What needs to be done.
Set down word for word the lines that begin the entries and run through the line containing "mod convert;". Give nothing further.

Top of Records provided

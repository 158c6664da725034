use axum::Json;
use axum::response::IntoResponse;

pub async fn root_handler() -> impl IntoResponse {
    Json(serde_json::json!({
        "message": "Welcome to the Docling Gateway!"
    }))
}
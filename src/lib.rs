//! HTTP gateway exposing document conversion as a web API.
//!
//! Callers authenticate with an API key, pass a per-client sliding-window
//! rate limit, and have their conversion job forwarded to an external
//! document-conversion backend. Parsing, layout analysis, and vision models
//! all live in that backend; this crate is the plumbing in front of it.

pub mod app;
pub mod auth;
pub mod cache;
pub mod config;
pub mod error;
pub mod handlers;
pub mod load_balancer;
pub mod metrics;
pub mod models;
pub mod rate_limit;
pub mod state;
pub mod worker;

pub use error::ApiError;
pub use rate_limit::RateLimiter;
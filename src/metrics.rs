use lazy_static::lazy_static;
use prometheus::{
    Counter, Gauge, Histogram, register_counter, register_gauge, register_histogram,
};

lazy_static! {
    pub static ref REQUEST_TOTAL: Counter = register_counter!(
        "docling_requests_total",
        "Total number of conversion requests"
    )
    .unwrap();
    pub static ref RATE_LIMITED_TOTAL: Counter = register_counter!(
        "docling_rate_limited_total",
        "Requests rejected by the rate limiter"
    )
    .unwrap();
    pub static ref CACHE_HITS: Counter =
        register_counter!("docling_cache_hits_total", "Total cache hits").unwrap();
    pub static ref CACHE_MISSES: Counter =
        register_counter!("docling_cache_misses_total", "Total cache misses").unwrap();
    pub static ref CONVERT_LATENCY: Histogram = register_histogram!(
        "docling_convert_latency_seconds",
        "End to end conversion latency in seconds"
    )
    .unwrap();
    pub static ref TRACKED_CLIENTS: Gauge = register_gauge!(
        "docling_rate_limiter_clients",
        "Clients currently tracked by the rate limiter"
    )
    .unwrap();
}
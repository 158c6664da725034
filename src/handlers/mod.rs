mod convert;
mod health;
mod metrics;
mod root;

pub use convert::{convert_html_handler, convert_markdown_handler, convert_text_handler};
pub use health::health_handler;
pub use metrics::metrics_handler;
pub use root::root_handler;
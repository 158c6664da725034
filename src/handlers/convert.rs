use std::sync::Arc;
use std::time::Instant;

use axum::{Extension, Json, extract::State};
use tokio::sync::oneshot;

use crate::auth::ClientIdentity;
use crate::error::ApiError;
use crate::metrics::{CONVERT_LATENCY, RATE_LIMITED_TOTAL, REQUEST_TOTAL};
use crate::models::{
    ConversionJob, ConvertResponse, ConvertToHtmlRequest, ConvertToMarkdownRequest,
    ConvertToTextRequest, QueuedJob,
};
use crate::state::AppState;

pub async fn convert_markdown_handler(
    State(state): State<Arc<AppState>>,
    Extension(identity): Extension<ClientIdentity>,
    Json(payload): Json<ConvertToMarkdownRequest>,
) -> Result<Json<ConvertResponse>, ApiError> {
    payload.enrichment.validate()?;
    dispatch(&state, &identity, payload.into_job()).await.map(Json)
}

pub async fn convert_html_handler(
    State(state): State<Arc<AppState>>,
    Extension(identity): Extension<ClientIdentity>,
    Json(payload): Json<ConvertToHtmlRequest>,
) -> Result<Json<ConvertResponse>, ApiError> {
    payload.enrichment.validate()?;
    dispatch(&state, &identity, payload.into_job()).await.map(Json)
}

pub async fn convert_text_handler(
    State(state): State<Arc<AppState>>,
    Extension(identity): Extension<ClientIdentity>,
    Json(payload): Json<ConvertToTextRequest>,
) -> Result<Json<ConvertResponse>, ApiError> {
    payload.enrichment.validate()?;
    dispatch(&state, &identity, payload.into_job()).await.map(Json)
}

/// Common path for every conversion: admission check first, then hand the
/// job to the worker and wait for its reply. A rejected request performs no
/// conversion work at all.
async fn dispatch(
    state: &AppState,
    identity: &ClientIdentity,
    job: ConversionJob,
) -> Result<ConvertResponse, ApiError> {
    REQUEST_TOTAL.inc();

    if !state.rate_limiter.is_allowed(&identity.client_id) {
        RATE_LIMITED_TOTAL.inc();
        return Err(ApiError::RateLimitExceeded);
    }

    let start_time = Instant::now();

    let (response_tx, response_rx) = oneshot::channel();

    state
        .job_tx
        .send(QueuedJob { job, response_tx })
        .await
        .map_err(|_| ApiError::Internal)?;

    let result = response_rx.await.map_err(|_| ApiError::Internal)?;

    CONVERT_LATENCY.observe(start_time.elapsed().as_secs_f64());

    result
}
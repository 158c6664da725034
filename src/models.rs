//! Request and response models for the conversion API.
//!
//! Export parameter defaults mirror the upstream converter's own, so a
//! request body only needs the knobs it wants to change.

use std::collections::BTreeSet;

use serde::{Deserialize, Serialize};
use tokio::sync::oneshot;

use crate::error::ApiError;

/// Vision model used for picture description enrichment.
#[derive(Debug, Clone, Copy, Default, PartialEq, Eq, Serialize, Deserialize)]
#[serde(rename_all = "lowercase")]
pub enum VisionModel {
    #[default]
    Granite,
    Smolvlm,
}

/// How an exported document refers to its images.
#[derive(Debug, Clone, Copy, Default, PartialEq, Eq, Serialize, Deserialize)]
#[serde(rename_all = "lowercase")]
pub enum ImageRefMode {
    #[default]
    Placeholder,
    Embedded,
    Referenced,
}

/// Content layers of a structured document.
#[derive(
    Debug, Clone, Copy, PartialEq, Eq, PartialOrd, Ord, Serialize, Deserialize,
)]
#[serde(rename_all = "lowercase")]
pub enum ContentLayer {
    Body,
    Furniture,
    Background,
}

/// Labels a structured document assigns to its items.
#[derive(
    Debug, Clone, Copy, PartialEq, Eq, PartialOrd, Ord, Serialize, Deserialize,
)]
#[serde(rename_all = "snake_case")]
pub enum DocItemLabel {
    Caption,
    CheckboxSelected,
    CheckboxUnselected,
    Code,
    DocumentIndex,
    Footnote,
    Form,
    Formula,
    KeyValueRegion,
    ListItem,
    PageFooter,
    PageHeader,
    Paragraph,
    Picture,
    Reference,
    SectionHeader,
    Table,
    Text,
    Title,
}

fn default_true() -> bool {
    true
}

fn default_to_element() -> usize {
    1_000_000
}

fn default_image_placeholder() -> String {
    "<!-- image -->".to_string()
}

fn default_indent() -> usize {
    4
}

fn default_text_width() -> i64 {
    -1
}

fn default_html_lang() -> String {
    "en".to_string()
}

fn default_html_head() -> String {
    "null".to_string()
}

fn default_picture_scale() -> u32 {
    2
}

/// Element selection shared by every export format.
#[derive(Debug, Clone, Serialize, Deserialize)]
pub struct BaseExportParams {
    #[serde(default)]
    pub from_element: usize,
    #[serde(default = "default_to_element")]
    pub to_element: usize,
    #[serde(default, skip_serializing_if = "Option::is_none")]
    pub labels: Option<BTreeSet<DocItemLabel>>,
    #[serde(default, skip_serializing_if = "Option::is_none")]
    pub included_content_layers: Option<BTreeSet<ContentLayer>>,
}

impl Default for BaseExportParams {
    fn default() -> Self {
        Self {
            from_element: 0,
            to_element: default_to_element(),
            labels: None,
            included_content_layers: None,
        }
    }
}

#[derive(Debug, Clone, Serialize, Deserialize)]
pub struct MarkdownExportParams {
    #[serde(flatten)]
    pub base: BaseExportParams,
    #[serde(default = "default_true")]
    pub escape_underscores: bool,
    #[serde(default = "default_image_placeholder")]
    pub image_placeholder: String,
    #[serde(default = "default_true")]
    pub enable_chart_tables: bool,
    #[serde(default)]
    pub image_mode: ImageRefMode,
    #[serde(default = "default_indent")]
    pub indent: usize,
    #[serde(default = "default_text_width")]
    pub text_width: i64,
    #[serde(default, skip_serializing_if = "Option::is_none")]
    pub page_break_placeholder: Option<String>,
}

impl Default for MarkdownExportParams {
    fn default() -> Self {
        Self {
            base: BaseExportParams::default(),
            escape_underscores: true,
            image_placeholder: default_image_placeholder(),
            enable_chart_tables: true,
            image_mode: ImageRefMode::default(),
            indent: default_indent(),
            text_width: default_text_width(),
            page_break_placeholder: None,
        }
    }
}

#[derive(Debug, Clone, Serialize, Deserialize)]
pub struct HtmlExportParams {
    #[serde(flatten)]
    pub base: BaseExportParams,
    #[serde(default = "default_true")]
    pub enable_chart_tables: bool,
    #[serde(default = "default_true")]
    pub formula_to_mathml: bool,
    #[serde(default = "default_html_lang")]
    pub html_lang: String,
    #[serde(default = "default_html_head")]
    pub html_head: String,
    #[serde(default)]
    pub split_page_view: bool,
}

impl Default for HtmlExportParams {
    fn default() -> Self {
        Self {
            base: BaseExportParams::default(),
            enable_chart_tables: true,
            formula_to_mathml: true,
            html_lang: default_html_lang(),
            html_head: default_html_head(),
            split_page_view: false,
        }
    }
}

#[derive(Debug, Clone, Default, Serialize, Deserialize)]
pub struct TextExportParams {
    #[serde(flatten)]
    pub base: BaseExportParams,
}

/// Enrichment passes run by the conversion backend.
#[derive(Debug, Clone, Serialize, Deserialize)]
pub struct EnrichmentOptions {
    #[serde(default)]
    pub enrich_code: bool,
    #[serde(default)]
    pub enrich_formula: bool,
    #[serde(default)]
    pub enrich_pictures: bool,
    #[serde(default = "default_picture_scale")]
    pub picture_scale: u32,
    #[serde(default)]
    pub enrich_picture_description: bool,
    #[serde(default)]
    pub vision_model: VisionModel,
}

impl Default for EnrichmentOptions {
    fn default() -> Self {
        Self {
            enrich_code: false,
            enrich_formula: false,
            enrich_pictures: false,
            picture_scale: default_picture_scale(),
            enrich_picture_description: false,
            vision_model: VisionModel::default(),
        }
    }
}

impl EnrichmentOptions {
    /// Bounds check for the one field serde cannot range-validate.
    pub fn validate(&self) -> Result<(), ApiError> {
        if !(1..=10).contains(&self.picture_scale) {
            return Err(ApiError::InvalidRequest(format!(
                "picture_scale must be between 1 and 10, got {}",
                self.picture_scale
            )));
        }
        Ok(())
    }
}

#[derive(Debug, Clone, Deserialize)]
pub struct ConvertToMarkdownRequest {
    pub source: String,
    #[serde(flatten)]
    pub enrichment: EnrichmentOptions,
    pub markdown_params: MarkdownExportParams,
}

#[derive(Debug, Clone, Deserialize)]
pub struct ConvertToHtmlRequest {
    pub source: String,
    #[serde(flatten)]
    pub enrichment: EnrichmentOptions,
    pub html_params: HtmlExportParams,
}

#[derive(Debug, Clone, Deserialize)]
pub struct ConvertToTextRequest {
    pub source: String,
    #[serde(flatten)]
    pub enrichment: EnrichmentOptions,
    pub text_params: TextExportParams,
}

#[derive(Debug, Clone, Copy, PartialEq, Eq, Serialize)]
#[serde(rename_all = "lowercase")]
pub enum ExportFormat {
    Markdown,
    Html,
    Text,
}

#[derive(Debug, Clone, Serialize)]
#[serde(untagged)]
pub enum ExportParams {
    Markdown(MarkdownExportParams),
    Html(HtmlExportParams),
    Text(TextExportParams),
}

/// A conversion ready for dispatch. Also the exact JSON payload POSTed to a
/// conversion backend.
#[derive(Debug, Clone, Serialize)]
pub struct ConversionJob {
    pub source: String,
    #[serde(flatten)]
    pub enrichment: EnrichmentOptions,
    pub format: ExportFormat,
    pub params: ExportParams,
}

impl ConvertToMarkdownRequest {
    pub fn into_job(self) -> ConversionJob {
        ConversionJob {
            source: self.source,
            enrichment: self.enrichment,
            format: ExportFormat::Markdown,
            params: ExportParams::Markdown(self.markdown_params),
        }
    }
}

impl ConvertToHtmlRequest {
    pub fn into_job(self) -> ConversionJob {
        ConversionJob {
            source: self.source,
            enrichment: self.enrichment,
            format: ExportFormat::Html,
            params: ExportParams::Html(self.html_params),
        }
    }
}

impl ConvertToTextRequest {
    pub fn into_job(self) -> ConversionJob {
        ConversionJob {
            source: self.source,
            enrichment: self.enrichment,
            format: ExportFormat::Text,
            params: ExportParams::Text(self.text_params),
        }
    }
}

/// Backend reply, passed through verbatim as the API response body.
#[derive(Debug, Clone, Serialize, Deserialize)]
pub struct ConvertResponse {
    pub content: String,
}

/// Queued conversion with its one-time reply channel.
pub struct QueuedJob {
    pub job: ConversionJob,
    pub response_tx: oneshot::Sender<Result<ConvertResponse, ApiError>>,
}
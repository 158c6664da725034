//! HTTP-level tests driving the router in-process.
//!
//! The worker is wired to an unreachable backend, so every dispatched
//! conversion fails fast; what these tests exercise is the gateway itself:
//! authentication, validation, admission, and error mapping.

use std::sync::Arc;
use std::time::Duration;

use axum::Router;
use axum::body::Body;
use axum::http::{Request, StatusCode};
use serde_json::{Value, json};
use tokio::sync::mpsc;
use tower::util::ServiceExt;

use docling_gateway::app::build_app;
use docling_gateway::cache::ResultCache;
use docling_gateway::load_balancer::LoadBalancer;
use docling_gateway::models::QueuedJob;
use docling_gateway::rate_limit::RateLimiter;
use docling_gateway::state::AppState;
use docling_gateway::worker::convert_worker;

const TEST_API_KEY: &str = "test-api-key";

fn test_app(max_requests: usize) -> Router {
    let (job_tx, job_rx) = mpsc::channel::<QueuedJob>(100);
    let load_balancer = Arc::new(LoadBalancer::new("127.0.0.1:1"));
    let cache = Arc::new(ResultCache::new());

    let state = Arc::new(AppState {
        api_key: TEST_API_KEY.to_string(),
        cache: cache.clone(),
        load_balancer: load_balancer.clone(),
        rate_limiter: RateLimiter::new(max_requests, Duration::from_secs(3600)),
        job_tx,
    });

    tokio::spawn(convert_worker(
        job_rx,
        reqwest::Client::new(),
        load_balancer,
        cache,
    ));

    build_app(state)
}

fn get(uri: &str, api_key: Option<&str>) -> Request<Body> {
    let mut builder = Request::builder().method("GET").uri(uri);
    if let Some(key) = api_key {
        builder = builder.header("X-API-Key", key);
    }
    builder.body(Body::empty()).unwrap()
}

fn convert(uri: &str, body: Value) -> Request<Body> {
    Request::builder()
        .method("POST")
        .uri(uri)
        .header("content-type", "application/json")
        .header("X-API-Key", TEST_API_KEY)
        .body(Body::from(body.to_string()))
        .unwrap()
}

async fn body_json(res: axum::response::Response) -> Value {
    let bytes = axum::body::to_bytes(res.into_body(), usize::MAX)
        .await
        .unwrap();
    serde_json::from_slice(&bytes).unwrap()
}

#[tokio::test]
async fn requests_without_api_key_are_rejected() {
    let app = test_app(100);
    let res = app.oneshot(get("/", None)).await.unwrap();
    assert_eq!(res.status(), StatusCode::UNAUTHORIZED);
    assert_eq!(body_json(res).await["detail"], "Invalid API Key");
}

#[tokio::test]
async fn wrong_api_key_is_rejected() {
    let app = test_app(100);
    let res = app.oneshot(get("/", Some("not-the-key"))).await.unwrap();
    assert_eq!(res.status(), StatusCode::UNAUTHORIZED);
}

#[tokio::test]
async fn root_welcomes_authenticated_clients() {
    let app = test_app(100);
    let res = app.oneshot(get("/", Some(TEST_API_KEY))).await.unwrap();
    assert_eq!(res.status(), StatusCode::OK);
    assert_eq!(
        body_json(res).await["message"],
        "Welcome to the Docling Gateway!"
    );
}

#[tokio::test]
async fn health_reports_healthy() {
    let app = test_app(100);
    let res = app.oneshot(get("/health", Some(TEST_API_KEY))).await.unwrap();
    assert_eq!(res.status(), StatusCode::OK);
    let body = body_json(res).await;
    assert_eq!(body["status"], "healthy");
    assert!(body["timestamp"].is_string());
}

#[tokio::test]
async fn missing_source_is_unprocessable() {
    let app = test_app(100);
    let res = app
        .oneshot(convert("/convert/markdown", json!({ "markdown_params": {} })))
        .await
        .unwrap();
    assert_eq!(res.status(), StatusCode::UNPROCESSABLE_ENTITY);
}

#[tokio::test]
async fn picture_scale_out_of_range_is_unprocessable() {
    let app = test_app(100);
    let res = app
        .oneshot(convert(
            "/convert/markdown",
            json!({
                "source": "report.pdf",
                "picture_scale": 0,
                "markdown_params": {}
            }),
        ))
        .await
        .unwrap();
    assert_eq!(res.status(), StatusCode::UNPROCESSABLE_ENTITY);
    let detail = body_json(res).await["detail"].as_str().unwrap().to_string();
    assert!(detail.contains("picture_scale"), "got: {detail}");
}

#[tokio::test]
async fn validation_failures_do_not_consume_quota() {
    let app = test_app(1);
    let bad = convert(
        "/convert/markdown",
        json!({ "source": "report.pdf", "picture_scale": 99, "markdown_params": {} }),
    );
    let res = app.clone().oneshot(bad).await.unwrap();
    assert_eq!(res.status(), StatusCode::UNPROCESSABLE_ENTITY);

    // The whole quota is still available: this request is admitted and
    // reaches the (unreachable) backend.
    let good = convert(
        "/convert/markdown",
        json!({ "source": "report.pdf", "markdown_params": {} }),
    );
    let res = app.oneshot(good).await.unwrap();
    assert_eq!(res.status(), StatusCode::INTERNAL_SERVER_ERROR);
}

#[tokio::test]
async fn backend_failures_are_opaque() {
    let app = test_app(100);
    let res = app
        .oneshot(convert(
            "/convert/markdown",
            json!({ "source": "report.pdf", "markdown_params": {} }),
        ))
        .await
        .unwrap();
    assert_eq!(res.status(), StatusCode::INTERNAL_SERVER_ERROR);
    assert_eq!(body_json(res).await["detail"], "internal conversion error");
}

#[tokio::test]
async fn exhausted_backends_yield_service_unavailable() {
    let app = test_app(100);
    // First call fails and marks the only backend unhealthy.
    let res = app
        .clone()
        .oneshot(convert(
            "/convert/html",
            json!({ "source": "report.pdf", "html_params": {} }),
        ))
        .await
        .unwrap();
    assert_eq!(res.status(), StatusCode::INTERNAL_SERVER_ERROR);

    let res = app
        .oneshot(convert(
            "/convert/html",
            json!({ "source": "report.pdf", "html_params": {} }),
        ))
        .await
        .unwrap();
    assert_eq!(res.status(), StatusCode::SERVICE_UNAVAILABLE);
}

#[tokio::test]
async fn over_quota_requests_get_429() {
    let app = test_app(1);
    let res = app
        .clone()
        .oneshot(convert(
            "/convert/text",
            json!({ "source": "report.pdf", "text_params": {} }),
        ))
        .await
        .unwrap();
    // Admitted: the failure is the unreachable backend, not the limiter.
    assert_eq!(res.status(), StatusCode::INTERNAL_SERVER_ERROR);

    let res = app
        .oneshot(convert(
            "/convert/text",
            json!({ "source": "report.pdf", "text_params": {} }),
        ))
        .await
        .unwrap();
    assert_eq!(res.status(), StatusCode::TOO_MANY_REQUESTS);
    assert_eq!(
        body_json(res).await["detail"],
        "Rate limit exceeded. Try again later."
    );
}

#[tokio::test]
async fn metrics_expose_request_counters() {
    let app = test_app(100);
    // Touch the convert path first so the counters are registered.
    let _ = app
        .clone()
        .oneshot(convert(
            "/convert/markdown",
            json!({ "source": "report.pdf", "markdown_params": {} }),
        ))
        .await
        .unwrap();

    let res = app.oneshot(get("/metrics", Some(TEST_API_KEY))).await.unwrap();
    assert_eq!(res.status(), StatusCode::OK);
    let bytes = axum::body::to_bytes(res.into_body(), usize::MAX)
        .await
        .unwrap();
    let text = String::from_utf8(bytes.to_vec()).unwrap();
    assert!(text.contains("docling_requests_total"), "got: {text}");
    assert!(text.contains("docling_cache_misses_total"), "got: {text}");
}
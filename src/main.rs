use std::sync::Arc;
use std::time::Duration;

use clap::Parser;
use tokio::sync::mpsc;
use tracing::info;
use tracing_subscriber::EnvFilter;

use docling_gateway::app::build_app;
use docling_gateway::cache::ResultCache;
use docling_gateway::config::Args;
use docling_gateway::load_balancer::{LoadBalancer, health_checker};
use docling_gateway::metrics::TRACKED_CLIENTS;
use docling_gateway::models::QueuedJob;
use docling_gateway::rate_limit::RateLimiter;
use docling_gateway::state::AppState;
use docling_gateway::worker::convert_worker;

#[tokio::main]
async fn main() -> anyhow::Result<()> {
    let args = Args::parse();

    tracing_subscriber::fmt()
        .with_env_filter(
            EnvFilter::try_from_default_env().unwrap_or_else(|_| EnvFilter::new("info")),
        )
        .init();

    let (job_tx, job_rx) = mpsc::channel::<QueuedJob>(100);

    let load_balancer = Arc::new(LoadBalancer::new(&args.backends));
    let cache = Arc::new(ResultCache::new());

    let state = Arc::new(AppState {
        api_key: args.api_key.clone(),
        cache: cache.clone(),
        load_balancer: load_balancer.clone(),
        rate_limiter: RateLimiter::new(args.rate_limit, Duration::from_secs(args.rate_window)),
        job_tx,
    });

    tokio::spawn(convert_worker(
        job_rx,
        reqwest::Client::new(),
        load_balancer.clone(),
        cache,
    ));

    tokio::spawn(health_checker(
        load_balancer,
        reqwest::Client::new(),
        Duration::from_secs(args.health_interval),
    ));

    // Sweep idle clients so the limiter map does not grow for the life of
    // the process.
    let sweep_state = state.clone();
    let sweep_interval = Duration::from_secs(args.sweep_interval);
    tokio::spawn(async move {
        let mut interval = tokio::time::interval(sweep_interval);
        loop {
            interval.tick().await;
            sweep_state.rate_limiter.sweep();
            TRACKED_CLIENTS.set(sweep_state.rate_limiter.tracked_clients() as f64);
        }
    });

    let app = build_app(state);

    let addr = format!("0.0.0.0:{}", args.port);
    let listener = tokio::net::TcpListener::bind(&addr).await?;

    info!(port = args.port, backends = %args.backends, "gateway listening");
    info!(
        rate_limit = args.rate_limit,
        rate_window_secs = args.rate_window,
        "per client rate limit"
    );
    axum::serve(listener, app).await?;
    Ok(())
}
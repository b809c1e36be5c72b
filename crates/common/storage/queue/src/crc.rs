// Copyright 2025 Crrow
//
// Licensed under the Apache License, Version 2.0 (the "License");
// you may not use this file except in compliance with the License.
// You may obtain a copy of the License at
//
//      http://www.apache.org/licenses/LICENSE-2.0
//
// Unless required by applicable law or agreed to in writing, software
// distributed under the License is distributed on an "AS IS" BASIS,
// WITHOUT WARRANTIES OR CONDITIONS OF ANY KIND, either express or implied.
// See the License for the specific language governing permissions and
// limitations under the License.

//! CRC32 checksum over a queue snapshot.
//!
//! The checksum covers the element count, the payload length and the payload
//! itself, so a torn header is caught as well as a torn payload.

use crc32fast::Hasher;

#[inline]
pub(crate) fn snapshot_crc(count: u64, payload: &[u8]) -> u32 {
    let mut hasher = Hasher::new();
    hasher.update(&count.to_le_bytes());
    hasher.update(&(payload.len() as u64).to_le_bytes());
    hasher.update(payload);
    hasher.finalize()
}

#[inline]
pub(crate) fn verify_snapshot_crc(count: u64, payload: &[u8], expected: u32) -> bool {
    snapshot_crc(count, payload) == expected
}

Bottom of Records provided

Problem solution.
repository 158c6664da725034
use axum::Json;
use axum::response::IntoResponse;

pub async fn root_handler() -> impl IntoResponse {
    Json(serde_json::json!({
        "message": "Welcome to the Docling Gateway!"
    }))
}
filename src/lib.rs
//! HTTP gateway exposing document conversion as a web API.
//!
//! Callers authenticate with an API key, pass a per-client sliding-window
//! rate limit, and have their conversion job forwarded to an external
//! document-conversion backend. Parsing, layout analysis, and vision models
//! all live in that backend; this crate is the plumbing in front of it.

pub mod app;
pub mod auth;
pub mod cache;
pub mod config;
pub mod error;
pub mod handlers;
pub mod load_balancer;
pub mod metrics;
pub mod models;
pub mod rate_limit;
pub mod state;
pub mod worker;

pub use error::ApiError;
pub use rate_limit::RateLimiter;
filename src/metrics.rs
use lazy_static::lazy_static;
use prometheus::{
    Counter, Gauge, Histogram, register_counter, register_gauge, register_histogram,
};

lazy_static! {
    pub static ref REQUEST_TOTAL: Counter = register_counter!(
        "docling_requests_total",
        "Total number of conversion requests"
    )
    .unwrap();
    pub static ref RATE_LIMITED_TOTAL: Counter = register_counter!(
        "docling_rate_limited_total",
        "Requests rejected by the rate limiter"
    )
    .unwrap();
    pub static ref CACHE_HITS: Counter =
        register_counter!("docling_cache_hits_total", "Total cache hits").unwrap();
    pub static ref CACHE_MISSES: Counter =
        register_counter!("docling_cache_misses_total", "Total cache misses").unwrap();
    pub static ref CONVERT_LATENCY: Histogram = register_histogram!(
        "docling_convert_latency_seconds",
        "End to end conversion latency in seconds"
    )
    .unwrap();
    pub static ref TRACKED_CLIENTS: Gauge = register_gauge!(
        "docling_rate_limiter_clients",
        "Clients currently tracked by the rate limiter"
    )
    .unwrap();
}
repository 158c6664da725034
filename src/handlers/mod.rs
mod convert;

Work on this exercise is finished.